A narrated version of this blog is available at the bottom of the page
Over the last year, I have had more conversations about mental health and wellbeing in the workplace than almost any other topic. One of these many conversations led to the development of a working group of brilliant CEOs supported by ACEVO and Mental Health First Aid England to spend some time thinking more about workforce mental health. It has been an absolute pleasure to chair this group and today our discussions have resulted in the launch of “Workforce Wellbeing in Charities”, a short report that summarises our discussions and makes some key recommendations.
The responsibility we have as CEOs for the welfare of our organisations and the people who work in them can weigh heavily and the care of our people is one of the most important things we can think about. It’s particularly important in the social sector where people choose roles in which they can make a difference to something they care deeply, sometimes personally, about. Whilst that makes for commitment, drive and passion, it also brings fragility.
Through our open and honest conversations in the working group, it quickly became clear that in order to think about the essential work of protecting our workforce mental health, we must focus on our own. Our jobs can be tough and tiring and lonely and it’s not always easy to put in to practice the strategies we know we should to make sure we can operate at our best. In many ways, the process of holding the meetings and sharing our experiences was a living illustration of one of the most important things we discussed: the value of peer support. Share the load. Talk to other people who understand your role and can tell you that you aren’t alone.
Two things happened during the year we met which threw our discussions into even sharper relief. Of course, the impact of the pandemic on everyone’s mental health was significant, us included. As CEOs, we were not immune to the anxieties and stresses of ill health, lockdown and isolation but we were still responsible for supporting our teams to navigate it safely. The second thing was the murder of George Floyd and the increased profile of the Black Lives Matter campaign. For those people who had experienced racism, the increased recognition of racism in the sector, whilst welcome was also stressful and exhausting. It was vital for us to recognise that within the group but also as we all lead the work our organisations need to do in order to tackle racism.

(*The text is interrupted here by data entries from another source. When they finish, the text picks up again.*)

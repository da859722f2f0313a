//! Receipt rendering on top of a single-page PDF template.
//!
//! The template is parsed once to measure its first page. Each render reparses the
//! template bytes so no state leaks from one receipt into the next.

use crate::core::text::{encode_win_ansi, truncate_to_width, wrap_to_width};
use crate::domain::model::{Overflow, PageSize, Placement, StudentRecord};
use crate::utils::error::{ReceiptError, Result};
use lopdf::content::{Content, Operation};
use lopdf::{dictionary, Dictionary, Document, Object, ObjectId, Stream, StringFormat};
use std::path::Path;

/// Resource name of the Helvetica font added to the template page.
pub const FONT_RESOURCE: &str = "FRcpt";

/// Page tree depth after which inherited attribute lookup gives up.
const MAX_TREE_DEPTH: usize = 32;

#[derive(Debug, Clone)]
pub struct ReceiptTemplate {
    bytes: Vec<u8>,
    page: PageSize,
    origin: (f32, f32),
}

impl ReceiptTemplate {
    pub fn from_file<P: AsRef<Path>>(path: P) -> Result<Self> {
        let bytes = std::fs::read(&path)
            .map_err(|e| ReceiptError::file(path.as_ref().display().to_string(), e.to_string()))?;
        Self::from_bytes(bytes)
    }

    pub fn from_bytes(bytes: Vec<u8>) -> Result<Self> {
        let doc = load(&bytes)?;
        let page_id = first_page(&doc)?;
        let media_box = inherited(&doc, page_id, b"MediaBox")?
            .ok_or_else(|| ReceiptError::render("template page has no MediaBox"))?;
        let (origin, page) = media_box_size(&doc, &media_box)?;

        tracing::debug!(
            "Template page measured at {}x{} points",
            page.width,
            page.height
        );

        Ok(Self {
            bytes,
            page,
            origin,
        })
    }

    pub fn page_size(&self) -> PageSize {
        self.page
    }

    /// Draws every placement onto a fresh copy of the template and returns the PDF bytes.
    pub fn render(&self, placements: &[Placement]) -> Result<Vec<u8>> {
        let mut doc = load(&self.bytes)?;
        let page_id = first_page(&doc)?;

        register_font(&mut doc, page_id)?;
        let overlay = Content {
            operations: self.text_operations(placements),
        }
        .encode()?;
        overlay_content(&mut doc, page_id, overlay)?;

        let mut out = Vec::new();
        doc.save_to(&mut out)?;
        Ok(out)
    }

    fn text_operations(&self, placements: &[Placement]) -> Vec<Operation> {
        let mut operations = Vec::new();

        for placement in placements {
            let lines = match placement.overflow {
                Overflow::Truncate => vec![truncate_to_width(
                    &placement.text,
                    placement.font_size,
                    placement.max_width,
                )],
                Overflow::Wrap => {
                    wrap_to_width(&placement.text, placement.font_size, placement.max_width)
                }
            };
            let lines: Vec<String> = lines.into_iter().filter(|l| !l.is_empty()).collect();
            if lines.is_empty() {
                continue;
            }

            operations.push(Operation::new("BT", vec![]));
            operations.push(Operation::new(
                "Tf",
                vec![FONT_RESOURCE.into(), placement.font_size.into()],
            ));
            operations.push(Operation::new(
                "Td",
                vec![
                    (self.origin.0 + placement.x).into(),
                    (self.origin.1 + placement.y).into(),
                ],
            ));
            for (index, line) in lines.iter().enumerate() {
                if index > 0 {
                    operations.push(Operation::new(
                        "Td",
                        vec![0.into(), (-placement.line_height).into()],
                    ));
                }
                operations.push(Operation::new(
                    "Tj",
                    vec![Object::String(
                        encode_win_ansi(line),
                        StringFormat::Hexadecimal,
                    )],
                ));
            }
            operations.push(Operation::new("ET", vec![]));
        }

        operations
    }
}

I reflect on what I learned from the group on a regular basis. I think about power, authenticity and boundaries and how difficult it can be to balance these things. How I sometimes forget to model the behaviours, attitudes and permissions I want to encourage across the organisation because I believe it will help keep people well. As I write, the angel and devil on my shoulders are fighting over what I should do about the fact that I haven’t used up the annual leave I should have done by now, despite my regular reminders to my team that they must take time off. I bet that struck a chord with some of you…
One of the things I hope we never lose as we gradually come out of the pandemic is the focus on our own and other people’s wellbeing. It has been so central to some of the most important and interesting thinking I’ve done with the Pause leadership team and trustees and with colleagues across the sector. We’re all asking ourselves how we can do our best to support people to be well at work in such extraordinary circumstances. That’s a question we must continue to ask every day, even when we are all back in our warm, social offices, travelling to our sites round the country and meeting people face to face. It’s a question we must ask about ourselves too. And then we must give an honest answer and share that with others.